New Resource for Integrated Christian Psychiatry

At my practice, we strive to put God’s glorification as the goal and necessary end of all our work. Speaking generally the medical model seeks to move patients from isolation of a problem through accurate diagnosis and treatment to resolution. This is a good gift and has served us well since the time of Hippocrates. Yet, as Christians, we are not promised an easy or pain-free life. We recognize that some of the greatest good God gives us comes through the painful path of affliction:

"When I am in the cellar of affliction, I look for the Lord's choicest wines." - Samuel Rutherford.

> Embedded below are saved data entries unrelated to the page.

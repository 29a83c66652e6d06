//! Binary dendrogram in the usual linkage-matrix layout.
//!
//! Leaves are `0..n`, the cluster formed at merge step `s` has id `n + s`.

use crate::error::PortfolioError;
use crate::error::Result;

/// One merge of the linkage matrix, `left < right`.
#[derive(Clone, Copy, Debug, PartialEq)]
pub struct LinkageRow {
  pub left: usize,
  pub right: usize,
  pub height: f64,
  pub size: usize,
}

#[derive(Clone, Debug, PartialEq)]
pub struct ClusterTree {
  n: usize,
  rows: Vec<LinkageRow>,
}

impl ClusterTree {
  /// Validate and wrap `n - 1` merge rows over `n` leaves.
  pub fn new(n: usize, rows: Vec<LinkageRow>) -> Result<Self> {
    if n == 0 {
      return Err(PortfolioError::invalid("cluster tree needs at least one leaf"));
    }
    if rows.len() != n - 1 {
      return Err(PortfolioError::mismatch("linkage rows", n - 1, rows.len()));
    }
    let mut used = vec![false; 2 * n - 1];
    for (step, row) in rows.iter().enumerate() {
      let node = n + step;
      for child in [row.left, row.right] {
        if child >= node || used[child] {
          return Err(PortfolioError::invalid(format!("linkage row {step} reuses or forward-references node {child}")));
        }
        used[child] = true;
      }
    }
    Ok(Self { n, rows })
  }

  /// Single-leaf tree.
  pub fn singleton() -> Self {
    Self { n: 1, rows: Vec::new() }
  }

  pub fn n_leaves(&self) -> usize {
    self.n
  }

  pub fn rows(&self) -> &[LinkageRow] {
    &self.rows
  }

  pub fn root(&self) -> usize {
    2 * self.n - 2
  }

  pub fn is_leaf(&self, node: usize) -> bool {
    node < self.n
  }

  pub fn children(&self, node: usize) -> Option<(usize, usize)> {
    if node < self.n {
      return None;
    }
    self.rows.get(node - self.n).map(|r| (r.left, r.right))
  }

  pub fn height(&self, node: usize) -> f64 {
    if node < self.n {
      0.0
    } else {
      self.rows.get(node - self.n).map_or(0.0, |r| r.height)
    }
  }

  /// Leaves below `node`, left subtree first.
  pub fn members(&self, node: usize) -> Vec<usize> {
    let mut out = Vec::new();
    let mut stack = vec![node];
    while let Some(cur) = stack.pop() {
      match self.children(cur) {
        Some((l, r)) => {
          stack.push(r);
          stack.push(l);
        }
        None => out.push(cur),
      }
    }
    out
  }

  /// Pre-order leaf sequence (the seriation).
  pub fn leaves_order(&self) -> Vec<usize> {
    self.members(self.root())
  }

  /// Roots of the `k` clusters left after undoing the last `k - 1` merges,
  /// in leaf order.
  pub fn cut_nodes(&self, k: usize) -> Vec<usize> {
    let k = k.clamp(1, self.n);
    let mut nodes = vec![self.root()];
    while nodes.len() < k {
      let Some((pos, _)) = nodes
        .iter()
        .enumerate()
        .filter(|(_, node)| !self.is_leaf(**node))
        .max_by_key(|(_, node)| **node)
      else {
        break;
      };
      let node = nodes[pos];
      if let Some((l, r)) = self.children(node) {
        nodes.splice(pos..=pos, [l, r]);
      }
    }
    nodes
  }

  /// Members of each of the `k` clusters, clusters in leaf order.
  pub fn clusters(&self, k: usize) -> Vec<Vec<usize>> {
    self.cut_nodes(k).into_iter().map(|node| self.members(node)).collect()
  }

  /// Flat labels per leaf, numbered by first appearance in the leaf order.
  pub fn cut(&self, k: usize) -> Vec<usize> {
    let mut labels = vec![0; self.n];
    for (label, members) in self.clusters(k).into_iter().enumerate() {
      for leaf in members {
        labels[leaf] = label;
      }
    }
    labels
  }

  /// Heights never decrease along merge order.
  pub fn is_monotonic(&self) -> bool {
    self.rows.windows(2).all(|w| w[1].height >= w[0].height)
  }
}

#[cfg(test)]
mod tests {
  use super::*;

  // ((0, 3), (1, 2)) merged at 4 and 5, root 6
  fn sample() -> ClusterTree {
    ClusterTree::new(
      4,
      vec![
        LinkageRow {
          left: 0,
          right: 3,
          height: 0.1,
          size: 2,
        },
        LinkageRow {
          left: 1,
          right: 2,
          height: 0.2,
          size: 2,
        },
        LinkageRow {
          left: 4,
          right: 5,
          height: 0.7,
          size: 4,
        },
      ],
    )
    .unwrap()
  }

  #[test]
  fn leaves_follow_left_first_preorder() {
    assert_eq!(sample().leaves_order(), vec![0, 3, 1, 2]);
  }

  #[test]
  fn cut_undoes_latest_merges() {
    let tree = sample();
    assert_eq!(tree.cut(1), vec![0, 0, 0, 0]);
    assert_eq!(tree.cut(2), vec![0, 1, 1, 0]);
    assert_eq!(tree.clusters(3), vec![vec![0, 3], vec![1], vec![2]]);
    assert_eq!(tree.cut(4), vec![0, 2, 3, 1]);
  }

  #[test]
  fn rejects_reused_child() {
    let rows = vec![
      LinkageRow {
        left: 0,
        right: 1,
        height: 0.1,
        size: 2,
      },
      LinkageRow {
        left: 0,
        right: 2,
        height: 0.2,
        size: 2,
      },
    ];
    assert!(ClusterTree::new(3, rows).is_err());
  }

  #[test]
  fn singleton_is_its_own_root() {
    let t = ClusterTree::singleton();
    assert_eq!(t.root(), 0);
    assert_eq!(t.leaves_order(), vec![0]);
    assert_eq!(t.cut(3), vec![0]);
  }
}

“I am afraid that all the grace that I have got of my comfortable and easy times and happy hours, might almost lie on a penny. But the good that I have received from my sorrows, and pains, and griefs, is altogether incalculable … Affliction is the best bit of furniture in my house. It is the best book in a minister’s library.” - Charles Spurgeon

“Christianity is not the removal of suffering, but the addition of grace to endure suffering triumphantly.” -Thomas Watson

“I have reason to praise [God] for my trials, for most probably, I should have been ruined without them.” - John Newton

How, then, do we reconcile these two realities? God’s goodness in the means of healing and his sovereign hand of blessing in suffering? Even more, how do we think of mental health trials as a distinct type of suffering and the often controversial methods used to treat it?

These are the topics I explore in The Mind for His Glory: A Philosophy of Applied Christian Psychiatry. It is my hope that this book becomes one resource among many for the faithful stewardship of mental health resources. All proceeds from the purchase of this book go to support the Faith and Medicine Foundation.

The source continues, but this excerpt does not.